Al mediodía regresé a mi escritorio para recoger mis cosas.
El adorno de asteroide que estaba sobre la mesa era el regalo que Alejandro Rivas me había dado el año de su graduación, cuando me juró que yo era todo su mundo.
Sonreí con amargura, le di una última mirada y lo guardé en la caja junto con el resto.
Cuando estaba a punto de salir con mis pertenencias, Lucía Torres entró de repente con gesto preocupado.
—Perdón, compañeros. Parece que perdí el collar de diamantes que llevo puesto hoy. ¿Podrían colaborar en una revisión rutinaria?
En la oficina, de inmediato se escucharon murmullos.
—Yo vi ese collar esta mañana. La piedra era enorme, brillaba como ninguna otra.
—Creo que la directora Torres está siendo amable con sus palabras. Quizás alguien lo vio y no pudo resistir la tentación.
—¡Dios mío! ¿Entonces tenemos un ladrón aquí? Con razón mis galletas siempre desaparecían.
Alejandro acompañaba a Lucía y ordenó a la seguridad de la empresa cerrar las puertas e inspeccionar uno por uno.
Cuando me tocó a mí, dejé la caja en el suelo para que la revisaran.
Enseguida notó el adorno de asteroide encima de todo. Se detuvo un segundo, pero al final hizo que los guardias vaciaran toda la caja.
Los objetos cayeron con estrépito, y el adorno se rompió en pedazos. Se convirtió en basura, tal como nuestra relación de seis años: una vez rota, ya no podía repararse.
Los guardias revisaban cuando Lucía exclamó de pronto, cubriéndose la boca:
—¡Mi collar!
Todos se acercaron de inmediato, y sus miradas cayeron sobre mí, con dedos señalándome y susurros venenosos.
—¡No lo puedo creer! ¡Fue Mariana Álvarez quien robó el collar de la nueva directora! Si el subdirector no hubiera bloqueado la salida, ya estaría huyendo con él.
—Jamás pensé que Mariana Álvarez fuera así. Una cosa es la apariencia y otra el corazón. Todo por perder el puesto frente a la nueva directora llegada por nombramiento directo, y ahora resulta tan mezquina.
—Mariana Álvarez es demasiado mezquina. Resulta ser una ladrona de poca monta. Menos mal que ya renunció, porque de lo contrario me daría miedo compartir la oficina con ella.
Sentí que la sangre se me helaba. Yo no había tocado el collar. Durante el tiempo en que entregué mi carta de renuncia, alguien debió manipular mis pertenencias.
Con el rostro endurecido, Alejandro recogió el collar de diamantes de entre mis cosas. Su expresión era de profunda decepción.
—¡Mariana Álvarez! —bramó mi nombre con furia.
Vi cómo pisaba mis pertenencias, triturando con saña los fragmentos del adorno. Y en cuanto alcé la cabeza, me abofeteó con brutalidad.
—¡Discúlpate con Lucía! ¿Por qué robaste el collar que yo le regalé?
En ese instante, mi corazón se quebró del todo.
En sus manos estaba la joya millonaria para Lucía; bajo sus pies, el adorno barato que me había regalado a mí.
Las lágrimas me nublaron los ojos. Nada dolía tanto como esa bofetada de Alejandro, más que la incomprensión de mis compañeros.
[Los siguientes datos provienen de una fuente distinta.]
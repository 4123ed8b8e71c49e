use super::frame_table::FrameId;
use alloc::vec::Vec;

/// Chooses which resident frame to give up when physical memory runs out.
///
/// The policy holds exactly the frames that are currently evictable.
pub trait PageReplacementPolicy: Send {
    fn insert(&mut self, frame: FrameId);

    /// Returns false if `frame` was not held.
    fn remove(&mut self, frame: FrameId) -> bool;

    /// Pick a victim and stop tracking it. `referenced` reports whether the
    /// frame was used since it was last asked, and clears that state.
    fn select_victim(&mut self, referenced: &mut dyn FnMut(FrameId) -> bool) -> Option<FrameId>;

    fn contains(&self, frame: FrameId) -> bool;
    fn len(&self) -> usize;

    fn is_empty(&self) -> bool {
        self.len() == 0
    }
}

/// Second-chance clock.
///
/// New frames go in just behind the hand, so they are inspected last.
#[derive(Debug, Default)]
pub struct Clock {
    ring: Vec<FrameId>,
    /// Next position to inspect, modulo `ring.len()`.
    hand: usize,
}

impl Clock {
    fn position(&self, frame: FrameId) -> Option<usize> {
        self.ring.iter().position(|&f| f == frame)
    }

    fn take(&mut self, index: usize) -> FrameId {
        let frame = self.ring.remove(index);
        if index < self.hand {
            self.hand -= 1;
        }
        if self.hand >= self.ring.len() {
            self.hand = 0;
        }
        frame
    }
}

impl PageReplacementPolicy for Clock {
    fn insert(&mut self, frame: FrameId) {
        debug_assert!(!self.contains(frame));
        let at = self.hand.min(self.ring.len());
        self.ring.insert(at, frame);
        self.hand = at + 1;
    }

    fn remove(&mut self, frame: FrameId) -> bool {
        match self.position(frame) {
            Some(index) => {
                self.take(index);
                true
            }
            None => false,
        }
    }

    fn select_victim(&mut self, referenced: &mut dyn FnMut(FrameId) -> bool) -> Option<FrameId> {
        if self.ring.is_empty() {
            return None;
        }

        // Two sweeps clear every reference bit, unless pages keep getting
        // touched behind the hand; then the frame under the hand goes anyway.
        for _ in 0..2 * self.ring.len() {
            let index = self.hand % self.ring.len();
            self.hand = index + 1;
            if !referenced(self.ring[index]) {
                return Some(self.take(index));
            }
        }

        let index = self.hand % self.ring.len();
        Some(self.take(index))
    }

    fn contains(&self, frame: FrameId) -> bool {
        self.position(frame).is_some()
    }

    fn len(&self) -> usize {
        self.ring.len()
    }
}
¿De verdad no confiaba en mí?
Al no responder, me tomó con violencia y me arrastró frente a Lucía.
—¡Te ordeno que pidas perdón! ¡Explica por qué robaste!
En la mirada de Lucía destelló un brillo triunfante, aunque enseguida fingió preocupación y trató de tenderme la mano para ayudarme a levantar.
La rechacé y, con lo último de mi dignidad, me puse de pie sola.
Con lágrimas empañando mis ojos, pero la espalda erguida, le dije con firmeza:
—¡Yo no lo tomé! Aquí hay cámaras de seguridad, quiero revisarlas para probar mi inocencia.
Luego clavé la vista en Lucía y añadí palabra por palabra:
—Y además, un collar de diamantes tan vulgar jamás me ha importado.